= Exercise prompt =
The lines to copy are those with "BroadcastStatus" in them. Pull each one from the entries below.

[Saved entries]
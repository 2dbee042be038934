use chrono::{DateTime, Utc};
use parley_core::types::{new_id, Channel};
use parley_store::Record;
use serde::{Deserialize, Serialize};

#[derive(Debug, Clone, Copy, PartialEq, Eq, Serialize, Deserialize)]
#[serde(rename_all = "lowercase")]
pub enum BroadcastStatus {
    Draft,
    Scheduled,
    Sending,
    Completed,
    Cancelled,
}

impl BroadcastStatus {
    pub fn as_str(&self) -> &'static str {
        match self {
            BroadcastStatus::Draft => "draft",
            BroadcastStatus::Scheduled => "scheduled",
            BroadcastStatus::Sending => "sending",
            BroadcastStatus::Completed => "completed",
            BroadcastStatus::Cancelled => "cancelled",
        }
    }
}

/// Persistable part of the target filter. The optional caller-supplied
/// predicate applies at creation time only and is not stored.
#[derive(Debug, Clone, Default, Serialize, Deserialize)]
#[serde(rename_all = "camelCase")]
pub struct BroadcastTarget {
    #[serde(default, skip_serializing_if = "Option::is_none")]
    pub channel: Option<Channel>,
    /// Every listed tag must be present on the contact.
    #[serde(default)]
    pub tags: Vec<String>,
}

/// A one-shot bulk outbound send to a filtered contact set.
#[derive(Debug, Clone, Serialize, Deserialize)]
#[serde(rename_all = "camelCase")]
pub struct Broadcast {
    pub id: String,
    pub name: String,
    pub content: String,
    /// "text" or "image" (content is the image URL for the latter).
    pub message_type: String,
    pub target: BroadcastTarget,

    /// Snapshot of matching contact ids, in registry order, taken at
    /// creation. The send loop walks exactly this list.
    pub recipient_ids: Vec<String>,

    pub total_recipients: u32,
    pub sent_count: u32,
    pub delivered_count: u32,
    pub failed_count: u32,

    pub status: BroadcastStatus,
    #[serde(default, skip_serializing_if = "Option::is_none")]
    pub scheduled_for: Option<DateTime<Utc>>,
    #[serde(default, skip_serializing_if = "Option::is_none")]
    pub started_at: Option<DateTime<Utc>>,
    #[serde(default, skip_serializing_if = "Option::is_none")]
    pub completed_at: Option<DateTime<Utc>>,
    pub created_at: DateTime<Utc>,
}

impl Broadcast {
    pub fn new(name: impl Into<String>, content: impl Into<String>, target: BroadcastTarget) -> Self {
        Self {
            id: new_id(),
            name: name.into(),
            content: content.into(),
            message_type: "text".to_string(),
            target,
            recipient_ids: Vec::new(),
            total_recipients: 0,
            sent_count: 0,
            delivered_count: 0,
            failed_count: 0,
            status: BroadcastStatus::Draft,
            scheduled_for: None,
            started_at: None,
            completed_at: None,
            created_at: Utc::now(),
        }
    }
}

impl Record for Broadcast {
    fn id(&self) -> &str {
        &self.id
    }
}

= Task solution =
pub enum BroadcastStatus {
impl BroadcastStatus {
            BroadcastStatus::Draft => "draft",
            BroadcastStatus::Scheduled => "scheduled",
            BroadcastStatus::Sending => "sending",
            BroadcastStatus::Completed => "completed",
            BroadcastStatus::Cancelled => "cancelled",
    pub status: BroadcastStatus,
            status: BroadcastStatus::Draft,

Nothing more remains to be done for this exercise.